To be completely honest, I’ve never been a fan of carrot cake. However, it’s been a while since I baked something, and it was my day off. So, to kill some time, I thought I’d give it a go. As usual, I took a couple of recipes on the net and altered them to suit my purpose. Woah! I was positively surprised by the outcome. The cake had a nice cinnamon color, and was baked evenly! It was moist, and not overwhelmingly sweet. I struggled a bit with the icing, because I was using yogurt instead of cream cheese. To make matter worse, I overlooked the temperature of the yogurt when I added it to the butter! It was cold, and naturally, I got small lumps of butter! 😀  I managed to fix the icing, and it has become relatively healthy! It’s rich in fiber – thanks to psyllium husk powder.
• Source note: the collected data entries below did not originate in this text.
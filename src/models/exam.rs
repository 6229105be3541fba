// src/models/exam.rs

use chrono::{DateTime, Utc};
use serde::{Deserialize, Serialize};

use crate::error::ValidationError;

/// Scheduled window of an exam, as supplied by the exam store.
///
/// Always well-formed: `start_time < end_time` and `duration_minutes > 0`.
/// Deserialization goes through [`ExamSchedule::new`], so a malformed
/// schedule never reaches the resolver.
#[derive(Debug, Clone, PartialEq, Eq, Serialize, Deserialize)]
#[serde(try_from = "ExamScheduleInput")]
pub struct ExamSchedule {
    id: i64,
    start_time: DateTime<Utc>,
    end_time: DateTime<Utc>,
    duration_minutes: u32,
}

/// Unchecked wire shape of a schedule.
#[derive(Debug, Clone, Deserialize)]
pub struct ExamScheduleInput {
    pub id: i64,
    pub start_time: DateTime<Utc>,
    pub end_time: DateTime<Utc>,
    pub duration_minutes: u32,
}

impl TryFrom<ExamScheduleInput> for ExamSchedule {
    type Error = ValidationError;

    fn try_from(raw: ExamScheduleInput) -> Result<Self, Self::Error> {
        Self::new(raw.id, raw.start_time, raw.end_time, raw.duration_minutes)
    }
}

impl ExamSchedule {
    pub fn new(
        id: i64,
        start_time: DateTime<Utc>,
        end_time: DateTime<Utc>,
        duration_minutes: u32,
    ) -> Result<Self, ValidationError> {
        if start_time >= end_time {
            return Err(ValidationError::MalformedSchedule { start_time, end_time });
        }
        if duration_minutes == 0 {
            return Err(ValidationError::InvalidDuration);
        }
        Ok(Self {
            id,
            start_time,
            end_time,
            duration_minutes,
        })
    }

    pub fn id(&self) -> i64 {
        self.id
    }

    /// Inclusive: the exam opens exactly at this instant.
    pub fn start_time(&self) -> DateTime<Utc> {
        self.start_time
    }

    /// Exclusive: at this instant the exam is already closed.
    pub fn end_time(&self) -> DateTime<Utc> {
        self.end_time
    }

    pub fn duration_minutes(&self) -> u32 {
        self.duration_minutes
    }
}

/// Per-student attempt record for one exam.
#[derive(Debug, Clone, Default, PartialEq, Serialize, Deserialize)]
pub struct SubmissionRecord {
    #[serde(default)]
    pub started_at: Option<DateTime<Utc>>,
    #[serde(default)]
    pub submitted_at: Option<DateTime<Utc>>,
    #[serde(default)]
    pub score: Option<f64>,
    #[serde(default)]
    pub total_questions: u32,
    #[serde(default)]
    pub show_result_to_student: bool,
}

/// Lifecycle badge shown for a (student, exam) pair.
#[derive(Debug, Clone, Copy, PartialEq, Eq, Hash, Serialize)]
#[serde(rename_all = "snake_case")]
pub enum ExamStatus {
    Upcoming,
    Available,
    InProgress,
    Completed,
    Expired,
}

/// Why an exam reads as expired.
#[derive(Debug, Clone, Copy, PartialEq, Eq, Serialize)]
#[serde(tag = "kind", rename_all = "snake_case")]
pub enum Expiry {
    NeverStarted,
    /// The window closed on an attempt that was never submitted.
    StartedNotSubmitted { started_at: DateTime<Utc> },
}

/// Detailed lifecycle state. Collapses to [`ExamStatus`] via [`LifecycleState::status`].
#[derive(Debug, Clone, Copy, PartialEq, Eq, Serialize)]
#[serde(tag = "state", rename_all = "snake_case")]
pub enum LifecycleState {
    Upcoming,
    Available,
    InProgress { started_at: DateTime<Utc> },
    Completed { submitted_at: DateTime<Utc> },
    Expired(Expiry),
}

impl LifecycleState {
    pub fn status(&self) -> ExamStatus {
        match self {
            LifecycleState::Upcoming => ExamStatus::Upcoming,
            LifecycleState::Available => ExamStatus::Available,
            LifecycleState::InProgress { .. } => ExamStatus::InProgress,
            LifecycleState::Completed { .. } => ExamStatus::Completed,
            LifecycleState::Expired(_) => ExamStatus::Expired,
        }
    }

    /// True for a time-expired attempt that was started but never submitted.
    pub fn is_started_unsubmitted(&self) -> bool {
        matches!(
            self,
            LifecycleState::Expired(Expiry::StartedNotSubmitted { .. })
        )
    }
}

/// What a student may do with an exam in its current state.
#[derive(Debug, Clone, Copy, PartialEq, Eq, Serialize)]
#[serde(rename_all = "snake_case")]
pub enum StudentAction {
    Start,
    Resume,
    ViewResult,
}

/// Score disclosed to the student once results are released.
#[derive(Debug, Clone, PartialEq, Serialize)]
pub struct ResultSummary {
    pub score: Option<f64>,
    pub total_questions: u32,
}
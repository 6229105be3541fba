// src/engine/assembler.rs

use crate::models::question::{Question, QuestionType};
use crate::models::view::{ExamView, NumberedQuestion, Section};

/// Groups questions into sections and numbers them.
///
/// * Stable partition by type: within a section, input order is preserved.
/// * Sections come in the order mcq, short, long, then unrecognized types in
///   first-seen order. Empty canonical sections are left out.
/// * One counter, starting at 1, runs across all sections.
pub fn assemble(questions: &[Question]) -> ExamView<'_> {
    let mut buckets: Vec<(QuestionType, Vec<&Question>)> = QuestionType::CANONICAL
        .iter()
        .cloned()
        .map(|question_type| (question_type, Vec::new()))
        .collect();

    for question in questions {
        match buckets
            .iter_mut()
            .find(|(question_type, _)| *question_type == question.question_type)
        {
            Some((_, bucket)) => bucket.push(question),
            None => buckets.push((question.question_type.clone(), vec![question])),
        }
    }

    let mut number = 0;
    let sections = buckets
        .into_iter()
        .filter(|(_, bucket)| !bucket.is_empty())
        .map(|(question_type, bucket)| Section {
            question_type,
            questions: bucket
                .into_iter()
                .map(|question| {
                    number += 1;
                    NumberedQuestion { number, question }
                })
                .collect(),
        })
        .collect();

    ExamView { sections }
}
// src/engine/blueprint.rs

use rand::Rng;
use validator::Validate;

use crate::config::{MAX_DRAWN_SEED, MAX_LONG_COUNT, MAX_MCQ_COUNT, MAX_SHORT_COUNT};
use crate::error::ValidationError;
use crate::models::blueprint::{GenerationBlueprint, QuestionCounts, ValidBlueprint};

/// Validates a blueprint, drawing a seed from the thread RNG if none was given.
pub fn validate(blueprint: GenerationBlueprint) -> Result<ValidBlueprint, ValidationError> {
    validate_with_rng(blueprint, &mut rand::rng())
}

/// Validates a blueprint.
///
/// Checks, in order:
/// 1. a subject is selected (`MissingSubject`)
/// 2. at least one count is non-zero (`EmptyBlueprint`)
/// 3. every count is within its bound (`CountOutOfRange`, first of mcq, short, long)
///
/// An empty unit selection is normalized to `None` ("all units"). A missing
/// seed is drawn from `rng` in `0..=2^31-1`; a supplied seed is kept as is.
pub fn validate_with_rng<R: Rng>(
    blueprint: GenerationBlueprint,
    rng: &mut R,
) -> Result<ValidBlueprint, ValidationError> {
    let subject_id = blueprint.subject_id.ok_or(ValidationError::MissingSubject)?;

    let counts = blueprint.counts;
    if counts.is_empty() {
        return Err(ValidationError::EmptyBlueprint);
    }

    if let Err(errors) = counts.validate() {
        let failed = errors.field_errors();
        if let Some((kind, value, max)) = count_bounds(&counts)
            .into_iter()
            .find(|(kind, _, _)| failed.contains_key(*kind))
        {
            return Err(ValidationError::CountOutOfRange { kind, value, max });
        }
    }

    let unit_ids = blueprint.unit_ids.filter(|ids| !ids.is_empty());
    let seed = blueprint
        .seed
        .unwrap_or_else(|| rng.random_range(0..=MAX_DRAWN_SEED));

    Ok(ValidBlueprint {
        subject_id,
        unit_ids,
        counts,
        include_answer_key: blueprint.include_answer_key,
        seed,
    })
}

/// (field, requested, bound) in reporting order.
fn count_bounds(counts: &QuestionCounts) -> [(&'static str, u32, u32); 3] {
    [
        ("mcq", counts.mcq, MAX_MCQ_COUNT),
        ("short", counts.short, MAX_SHORT_COUNT),
        ("long", counts.long, MAX_LONG_COUNT),
    ]
}

#[cfg(test)]
mod tests {
    use super::*;
    use crate::models::blueprint::UnitScope;
    use rand::{SeedableRng, rngs::StdRng};

    fn counts(mcq: u32, short: u32, long: u32) -> QuestionCounts {
        QuestionCounts { mcq, short, long }
    }

    fn blueprint(subject_id: Option<i64>, counts: QuestionCounts) -> GenerationBlueprint {
        GenerationBlueprint {
            subject_id,
            counts,
            seed: Some(42),
            ..GenerationBlueprint::default()
        }
    }

    #[test]
    fn test_missing_subject() {
        let err = validate(blueprint(None, counts(5, 0, 0))).unwrap_err();
        assert_eq!(err, ValidationError::MissingSubject);
    }

    #[test]
    fn test_missing_subject_is_reported_before_empty_counts() {
        let err = validate(blueprint(None, counts(0, 0, 0))).unwrap_err();
        assert_eq!(err, ValidationError::MissingSubject);
    }

    #[test]
    fn test_empty_blueprint() {
        let err = validate(blueprint(Some(7), counts(0, 0, 0))).unwrap_err();
        assert_eq!(err, ValidationError::EmptyBlueprint);
    }

    #[test]
    fn test_count_out_of_range() {
        let err = validate(blueprint(Some(7), counts(51, 0, 0))).unwrap_err();
        assert_eq!(
            err,
            ValidationError::CountOutOfRange {
                kind: "mcq",
                value: 51,
                max: 50
            }
        );
        assert_eq!(err.code(), "COUNT_OUT_OF_RANGE");
    }

    #[test]
    fn test_first_out_of_range_count_is_reported() {
        let err = validate(blueprint(Some(7), counts(10, 21, 11))).unwrap_err();
        assert_eq!(
            err,
            ValidationError::CountOutOfRange {
                kind: "short",
                value: 21,
                max: 20
            }
        );
    }

    #[test]
    fn test_huge_counts_are_out_of_range() {
        let err = validate(blueprint(Some(7), counts(u32::MAX, 1, 0))).unwrap_err();
        assert_eq!(
            err,
            ValidationError::CountOutOfRange {
                kind: "mcq",
                value: u32::MAX,
                max: 50
            }
        );
    }

    #[test]
    fn test_bounds_are_inclusive() {
        let valid = validate(blueprint(Some(7), counts(50, 20, 10))).unwrap();
        assert_eq!(valid.total_questions(), 80);
    }

    #[test]
    fn test_empty_unit_selection_means_all_units() {
        let mut bp = blueprint(Some(7), counts(1, 0, 0));
        bp.unit_ids = Some(Vec::new());
        let valid = validate(bp).unwrap();
        assert_eq!(valid.unit_ids, None);
        assert_eq!(valid.unit_scope(), UnitScope::All);
    }

    #[test]
    fn test_selected_units_are_kept() {
        let mut bp = blueprint(Some(7), counts(0, 3, 1));
        bp.unit_ids = Some(vec![4, 2]);
        let valid = validate(bp).unwrap();
        assert_eq!(valid.unit_scope(), UnitScope::Selected(&[4, 2]));
    }

    #[test]
    fn test_supplied_seed_is_kept() {
        let mut bp = blueprint(Some(7), counts(1, 0, 0));
        bp.seed = Some(u32::MAX);
        assert_eq!(validate(bp).unwrap().seed, u32::MAX);
    }

    #[test]
    fn test_missing_seed_is_drawn_within_31_bits() {
        let mut rng = StdRng::seed_from_u64(2024);
        for _ in 0..200 {
            let mut bp = blueprint(Some(7), counts(1, 0, 0));
            bp.seed = None;
            let valid = validate_with_rng(bp, &mut rng).unwrap();
            assert!(valid.seed <= MAX_DRAWN_SEED);
        }
    }

    #[test]
    fn test_drawn_seed_follows_rng() {
        let draw = || {
            let mut bp = blueprint(Some(7), counts(1, 0, 0));
            bp.seed = None;
            validate_with_rng(bp, &mut StdRng::seed_from_u64(9)).unwrap().seed
        };
        assert_eq!(draw(), draw());
    }

    #[test]
    fn test_other_fields_pass_through() {
        let mut bp = blueprint(Some(3), counts(2, 2, 2));
        bp.include_answer_key = true;
        let valid = validate(bp).unwrap();
        assert_eq!(valid.subject_id, 3);
        assert_eq!(valid.counts, counts(2, 2, 2));
        assert!(valid.include_answer_key);
        assert_eq!(valid.seed, 42);
    }
}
What I love about this cake is that, it allows you to enjoy the pleasure of eating a dessert without overindulging. You simply can’t, because you feel full just after consuming one slice! And this is due to its fiber-rich frosting. Everyone, I present to you one of my relatively healthy desserts 🙂

Gluten-free & lactose-free carrot cake with sour cream icing top with chopped walnuts

Servings: 8 slices

Ingredients for the cake:

  • 140 g unsalted butter, softened
  • 75 g sugar
  • 6 tsp stevia
  • 2 tsp lemon juice
  • 250 g grated carrots
  • 2 eggs
  • 2 tsp cinnamon
  • tsp vanilla extract
  • 2 tsp baking powder (cream of tartar and baking soda 2:1)
  • 25 g potato starch flour
  • 50 g almond flour
  • 125 g rice flour

Ingredients for the icing:

  • 300 g soya natural yogurt or lactose-free sour cream
  • 1 tsp vanilla extract
  • 1/2 tsp psyllium husk powder
  • lemon zest
  • 100 g icing sugar
  • lemon juice
  • chopped walnuts


  1. Pre-heat oven to 160°C (Gas mark 2).
  2. Grease a 20″ round baking tin.
  3. Mix the flour, the cinnamon and the baking powder together.
  4. Whip the butter and sugar until soft and creamy.
  5. Stir in the grated carrot.
  6. Add 1 egg at a time into the mixture. Mix.
  7. Add the flour mixture in. Mix.
  8. Add 2 tablespoons of lemon juice. Mix.
  9. Tip the batter into the tin.
  10. Bake for 50-55 minutes or until a skewer poked in the middle comes out clean.
  11. Allow to cool in the tin for 15 mins, then remove from the tin and cool completely on a wire rack.
  12. Meanwhile, make the icing. Add the yogurt, vanilla extract, lemon zest and icing sugar. Blend.
  13. Add the psyllium husk powder, and blend.
  14. Add lemon juice, taste. Keep adding and tasting until the balance of sweetness and sourness is reached.
  15. When the cake is cool, add the chopped walnuts.
  16. Spread the icing on top, and sprinkle with the remaining chopped nuts.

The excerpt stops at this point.